Vitaliy Manuylov che lascia il centro correzionale, 15 maggio 2026
Vitaliy Manuylov che lascia il centro correzionale, 15 maggio 2026
Il 15 maggio 2026, Vitaliy Manuilov, 53 anni, è stato rilasciato da un centro penitenziario a Barnaul dopo aver scontato la pena di lavoro forzato. La sua anziana madre, sua moglie, sua figlia e due nipoti stavano "contando le ore" fino al suo ritorno. Lo stesso Vitaliy dice di essere felice di essere riuscito a "scontare l'intera pena con dignità."
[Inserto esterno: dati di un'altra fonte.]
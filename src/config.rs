//! Configuration file support.
//!
//! Loads an optional `mimble.toml` from the data directory. CLI flags
//! override config file values; the `MIMBLE_DATA_DIR` environment variable
//! overrides the data directory itself. Missing file or sections fall back
//! to defaults.

use serde::Deserialize;
use std::net::SocketAddr;
use std::path::{Path, PathBuf};

/// Default P2P listen port.
pub const DEFAULT_P2P_PORT: u16 = 13414;
/// Default JSON-RPC listen port.
pub const DEFAULT_RPC_PORT: u16 = 13413;
/// Default cap on connected peers.
pub const DEFAULT_MAX_PEERS: usize = 32;

/// Top-level configuration.
#[derive(Clone, Debug, Default, Deserialize)]
#[serde(default)]
pub struct MimbleConfig {
    pub node: NodeConfig,
    pub p2p: P2pConfig,
    pub rpc: RpcConfig,
    pub wallet: WalletConfig,
}

/// Node-wide settings.
#[derive(Clone, Debug, Deserialize)]
#[serde(default)]
pub struct NodeConfig {
    pub data_dir: String,
    pub log_level: String,
}

impl Default for NodeConfig {
    fn default() -> Self {
        NodeConfig {
            data_dir: "./mimble-data".into(),
            log_level: "info".into(),
        }
    }
}

/// P2P section.
#[derive(Clone, Debug, Deserialize)]
#[serde(default)]
pub struct P2pConfig {
    pub host: String,
    pub port: u16,
    pub seeds: Vec<String>,
    pub max_peers: usize,
}

impl Default for P2pConfig {
    fn default() -> Self {
        P2pConfig {
            host: "0.0.0.0".into(),
            port: DEFAULT_P2P_PORT,
            seeds: vec![],
            max_peers: DEFAULT_MAX_PEERS,
        }
    }
}

/// Foreign JSON-RPC section.
#[derive(Clone, Debug, Deserialize)]
#[serde(default)]
pub struct RpcConfig {
    pub host: String,
    pub port: u16,
}

impl Default for RpcConfig {
    fn default() -> Self {
        RpcConfig {
            host: "127.0.0.1".into(),
            port: DEFAULT_RPC_PORT,
        }
    }
}

/// Wallet section.
#[derive(Clone, Debug, Deserialize)]
#[serde(default)]
pub struct WalletConfig {
    pub node_url: String,
}

impl Default for WalletConfig {
    fn default() -> Self {
        WalletConfig {
            node_url: format!("http://127.0.0.1:{DEFAULT_RPC_PORT}"),
        }
    }
}

impl MimbleConfig {
    /// Load `mimble.toml` from the given directory, falling back to
    /// defaults if absent or unparsable.
    pub fn load(data_dir: &Path) -> Self {
        let config_path = data_dir.join("mimble.toml");
        match std::fs::read_to_string(&config_path) {
            Ok(contents) => match toml::from_str(&contents) {
                Ok(config) => {
                    tracing::info!("loaded config from {}", config_path.display());
                    config
                }
                Err(e) => {
                    tracing::warn!(
                        "failed to parse {}: {e}, using defaults",
                        config_path.display()
                    );
                    Self::default()
                }
            },
            Err(_) => Self::default(),
        }
    }

    /// The effective data directory after the environment override.
    pub fn data_dir(&self) -> PathBuf {
        match std::env::var("MIMBLE_DATA_DIR") {
            Ok(dir) if !dir.is_empty() => PathBuf::from(dir),
            _ => PathBuf::from(&self.node.data_dir),
        }
    }

    /// Parse seed peers into socket addresses, dropping malformed entries.
    pub fn seed_addrs(&self) -> Vec<SocketAddr> {
        self.p2p
            .seeds
            .iter()
            .filter_map(|s| s.parse().ok())
            .collect()
    }
}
Il credente svolgeva i suoi lavori forzati presso il consortio tessile "Melanzhist Altaya", nel reparto preparatorio della tessitura. Vitaliy lavorò lì come operaio generale, scaricando e trasportando fuselli di filato. "Ho fatto del mio meglio—ho fatto doppi turni, a volte lanciando fino a 13 tonnellate di filato per turno," ha detto. "All'inizio la mia forza c'era, ma poi la stanchezza si accumulò... Il mio corpo non ebbe tempo di riprendersi—le braccia e le gambe cominciarono a farmi male." Oltre al lavoro in fabbrica, Vitaliy aiutava nella manutenzione e nel miglioramento degli edifici e dei terreni del centro penitenziario.
Era molto stimato nell'impresa. Una caposquadra con più di 40 anni di esperienza ha detto che in tutto quel tempo non aveva mai visto nessuno lavorare con la stessa diligenza o essere affidabile come Vitaliy. Uno dei direttori della società osservò che Manuilov sarebbe stato ricordato come un buon lavoratore e aggiunse che sarebbero stati felici di riprenderlo se lo avesse desiderato.
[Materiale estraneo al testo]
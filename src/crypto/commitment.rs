//! Pedersen commitments to confidential amounts.
//!
//! A commitment is `v·H + r·G` for value `v` and blinding factor `r`.
//! Commitment arithmetic is what makes the chain balance: sums of outputs
//! minus sums of inputs collapse to kernel excesses (plus the offset), and
//! every validator checks exactly that identity.

use std::fmt;

use bulletproofs::PedersenGens;
use curve25519_dalek::ristretto::{CompressedRistretto, RistrettoPoint};
use curve25519_dalek::scalar::Scalar;
use curve25519_dalek::traits::Identity;
use rand::rngs::OsRng;
use zeroize::{Zeroize, ZeroizeOnDrop};

use super::CryptoError;
use crate::ser::{Readable, Reader, SerError, Writeable, Writer};

/// The shared Pedersen generator pair (`H = B`, `G = B_blinding`).
pub fn pedersen_gens() -> PedersenGens {
    PedersenGens::default()
}

/// A 32-byte compressed Ristretto Pedersen commitment.
#[derive(Clone, Copy, PartialEq, Eq, PartialOrd, Ord, Hash)]
pub struct Commitment([u8; 32]);

impl Commitment {
    pub fn from_bytes(bytes: [u8; 32]) -> Self {
        Commitment(bytes)
    }

    pub fn as_bytes(&self) -> &[u8; 32] {
        &self.0
    }

    pub fn to_hex(&self) -> String {
        hex::encode(self.0)
    }

    pub fn from_hex(s: &str) -> Option<Self> {
        let bytes = hex::decode(s).ok()?;
        Some(Commitment(bytes.try_into().ok()?))
    }

    pub(crate) fn decompress(&self) -> Result<RistrettoPoint, CryptoError> {
        CompressedRistretto(self.0)
            .decompress()
            .ok_or(CryptoError::InvalidPoint)
    }

    pub(crate) fn from_point(point: RistrettoPoint) -> Self {
        Commitment(point.compress().to_bytes())
    }
}

impl fmt::Display for Commitment {
    fn fmt(&self, f: &mut fmt::Formatter<'_>) -> fmt::Result {
        f.write_str(&self.to_hex())
    }
}

impl fmt::Debug for Commitment {
    fn fmt(&self, f: &mut fmt::Formatter<'_>) -> fmt::Result {
        write!(f, "Commitment({})", hex::encode(&self.0[..4]))
    }
}

impl Writeable for Commitment {
    fn write(&self, writer: &mut Writer) {
        writer.write_fixed(&self.0);
    }
}

impl Readable for Commitment {
    fn read(reader: &mut Reader<'_>) -> Result<Self, SerError> {
        Ok(Commitment(reader.read_fixed_32()?))
    }
}

impl serde::Serialize for Commitment {
    fn serialize<S: serde::Serializer>(&self, serializer: S) -> Result<S::Ok, S::Error> {
        if serializer.is_human_readable() {
            serializer.serialize_str(&self.to_hex())
        } else {
            serializer.serialize_bytes(&self.0)
        }
    }
}

impl<'de> serde::Deserialize<'de> for Commitment {
    fn deserialize<D: serde::Deserializer<'de>>(deserializer: D) -> Result<Self, D::Error> {
        use serde::de::Error;
        if deserializer.is_human_readable() {
            let s = String::deserialize(deserializer)?;
            Commitment::from_hex(&s).ok_or_else(|| D::Error::custom("invalid commitment hex"))
        } else {
            let bytes = Vec::<u8>::deserialize(deserializer)?;
            let arr: [u8; 32] = bytes
                .try_into()
                .map_err(|_| D::Error::custom("invalid commitment length"))?;
            Ok(Commitment(arr))
        }
    }
}

/// A blinding factor: a secret scalar hiding the committed value.
///
/// Debug output is redacted to prevent accidental logging of secret values.
#[derive(Clone, Zeroize, ZeroizeOnDrop)]
pub struct BlindingFactor(Scalar);

impl fmt::Debug for BlindingFactor {
    fn fmt(&self, f: &mut fmt::Formatter<'_>) -> fmt::Result {
        f.write_str("BlindingFactor([REDACTED])")
    }
}

impl BlindingFactor {
    /// Generate a random blinding factor.
    pub fn random() -> Self {
        BlindingFactor(Scalar::random(&mut OsRng))
    }

    /// The zero blinding factor (transparent commitments).
    pub fn zero() -> Self {
        BlindingFactor(Scalar::ZERO)
    }

    /// Create from known bytes, reduced mod the group order.
    pub fn from_bytes(bytes: [u8; 32]) -> Self {
        BlindingFactor(Scalar::from_bytes_mod_order(bytes))
    }

    pub fn to_bytes(&self) -> [u8; 32] {
        self.0.to_bytes()
    }

    pub fn is_zero(&self) -> bool {
        self.0 == Scalar::ZERO
    }

    pub(crate) fn scalar(&self) -> Scalar {
        self.0
    }

    pub(crate) fn from_scalar(scalar: Scalar) -> Self {
        BlindingFactor(scalar)
    }
}

// Equality on the public uses of a blinding factor (kernel offsets in
// headers and slates); not constant-time.
impl PartialEq for BlindingFactor {
    fn eq(&self, other: &Self) -> bool {
        self.0 == other.0
    }
}
impl Eq for BlindingFactor {}

impl serde::Serialize for BlindingFactor {
    fn serialize<S: serde::Serializer>(&self, serializer: S) -> Result<S::Ok, S::Error> {
        if serializer.is_human_readable() {
            serializer.serialize_str(&hex::encode(self.to_bytes()))
        } else {
            serializer.serialize_bytes(&self.to_bytes())
        }
    }
}

impl<'de> serde::Deserialize<'de> for BlindingFactor {
    fn deserialize<D: serde::Deserializer<'de>>(deserializer: D) -> Result<Self, D::Error> {
        use serde::de::Error;
        let bytes = if deserializer.is_human_readable() {
            let s = String::deserialize(deserializer)?;
            hex::decode(s).map_err(|_| D::Error::custom("invalid blinding hex"))?
        } else {
            Vec::<u8>::deserialize(deserializer)?
        };
        let arr: [u8; 32] = bytes
            .try_into()
            .map_err(|_| D::Error::custom("invalid blinding length"))?;
        Ok(BlindingFactor::from_bytes(arr))
    }
}

impl Writeable for BlindingFactor {
    fn write(&self, writer: &mut Writer) {
        writer.write_fixed(&self.0.to_bytes());
    }
}

impl Readable for BlindingFactor {
    fn read(reader: &mut Reader<'_>) -> Result<Self, SerError> {
        Ok(BlindingFactor::from_bytes(reader.read_fixed_32()?))
    }
}

/// Commit to `value` under `blinding`: `value·H + blinding·G`.
pub fn commit(value: u64, blinding: &BlindingFactor) -> Commitment {
    let point = pedersen_gens().commit(Scalar::from(value), blinding.0);
    Commitment::from_point(point)
}

/// A transparent commitment `value·H` with zero blinding, used for the
/// reward-plus-fees over-commitment in balance checks.
pub fn commit_value_only(value: u64) -> Commitment {
    commit(value, &BlindingFactor::zero())
}

/// A key-only commitment `blinding·G`, i.e. a public excess.
pub fn commit_blind_only(blinding: &BlindingFactor) -> Commitment {
    commit(0, blinding)
}

/// Sum commitments: `Σ positive − Σ negative`.
///
/// Fails with `InvalidPoint` if any commitment fails to decompress.
pub fn commit_sum(
    positive: &[Commitment],
    negative: &[Commitment],
) -> Result<Commitment, CryptoError> {
    let mut sum = RistrettoPoint::identity();
    for c in positive {
        sum += c.decompress()?;
    }
    for c in negative {
        sum -= c.decompress()?;
    }
    Ok(Commitment::from_point(sum))
}

/// Sum blinding factors: `Σ positive − Σ negative`, mod the group order.
pub fn add_blinding_factors(
    positive: &[BlindingFactor],
    negative: &[BlindingFactor],
) -> BlindingFactor {
    let mut sum = Scalar::ZERO;
    for b in positive {
        sum += b.0;
    }
    for b in negative {
        sum -= b.0;
    }
    BlindingFactor(sum)
}

#[cfg(test)]
mod tests {
    use super::*;

    #[test]
    fn commitment_deterministic() {
        let b = BlindingFactor::from_bytes([42u8; 32]);
        assert_eq!(commit(1000, &b), commit(1000, &b));
    }

    #[test]
    fn different_blindings_produce_different_commitments() {
        let b1 = BlindingFactor::random();
        let b2 = BlindingFactor::random();
        assert_ne!(commit(100, &b1), commit(100, &b2));
    }

    #[test]
    fn different_values_produce_different_commitments() {
        let b = BlindingFactor::from_bytes([7u8; 32]);
        assert_ne!(commit(100, &b), commit(200, &b));
    }

    #[test]
    fn commitments_are_homomorphic() {
        // commit(a, r1) + commit(b, r2) == commit(a + b, r1 + r2)
        let r1 = BlindingFactor::random();
        let r2 = BlindingFactor::random();
        let lhs = commit_sum(&[commit(30, &r1), commit(12, &r2)], &[]).unwrap();
        let r_sum = add_blinding_factors(&[r1, r2], &[]);
        assert_eq!(lhs, commit(42, &r_sum));
    }

    #[test]
    fn sum_to_zero_balances() {
        // An input spent back to an output of equal value and blinding
        // cancels to the identity.
        let r = BlindingFactor::random();
        let c = commit(500, &r);
        let zero = commit_sum(&[c], &[c]).unwrap();
        assert_eq!(zero, commit(0, &BlindingFactor::zero()));
    }

    #[test]
    fn excess_identity() {
        // outputs + fee·H − inputs == excess·G for excess = r_out − r_in.
        let r_in = BlindingFactor::random();
        let r_out = BlindingFactor::random();
        let fee = 8_000u64;
        let input = commit(100_000, &r_in);
        let output = commit(100_000 - fee, &r_out);

        let lhs = commit_sum(&[output, commit_value_only(fee)], &[input]).unwrap();
        let excess = add_blinding_factors(&[r_out], &[r_in]);
        assert_eq!(lhs, commit_blind_only(&excess));
    }

    #[test]
    fn invalid_point_rejected() {
        // Not every 32-byte string is a valid Ristretto encoding.
        let bogus = Commitment::from_bytes([0xFF; 32]);
        assert_eq!(
            commit_sum(&[bogus], &[]),
            Err(CryptoError::InvalidPoint)
        );
    }

    #[test]
    fn hex_roundtrip() {
        let c = commit(1, &BlindingFactor::from_bytes([9u8; 32]));
        assert_eq!(Commitment::from_hex(&c.to_hex()), Some(c));
    }

    #[test]
    fn blinding_debug_redacted() {
        let b = BlindingFactor::from_bytes([42u8; 32]);
        let s = format!("{b:?}");
        assert!(s.contains("REDACTED"));
        assert!(!s.contains("42"));
    }
}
Il procedimento penale contro Vitaliy è iniziato nell'estate del 2023, quando la sua abitazione è stata perquisita e lui è stato interrogato in relazione al caso di Valeriy Klokov. Successivamente, Vitaliy fu accusato di partecipazione alle attività di un'organizzazione estremista. Nel novembre 2024, il tribunale lo ha condannato a due anni di lavori forzati. Era detenuto nel centro penitenziario dal marzo 2025.
Nel Territorio dell'Altai, almeno 12 credenti sono diventati imputati in casi di "estremismo" a causa delle loro condanne; tre di loro stanno già scontando la pena nelle colonie penali.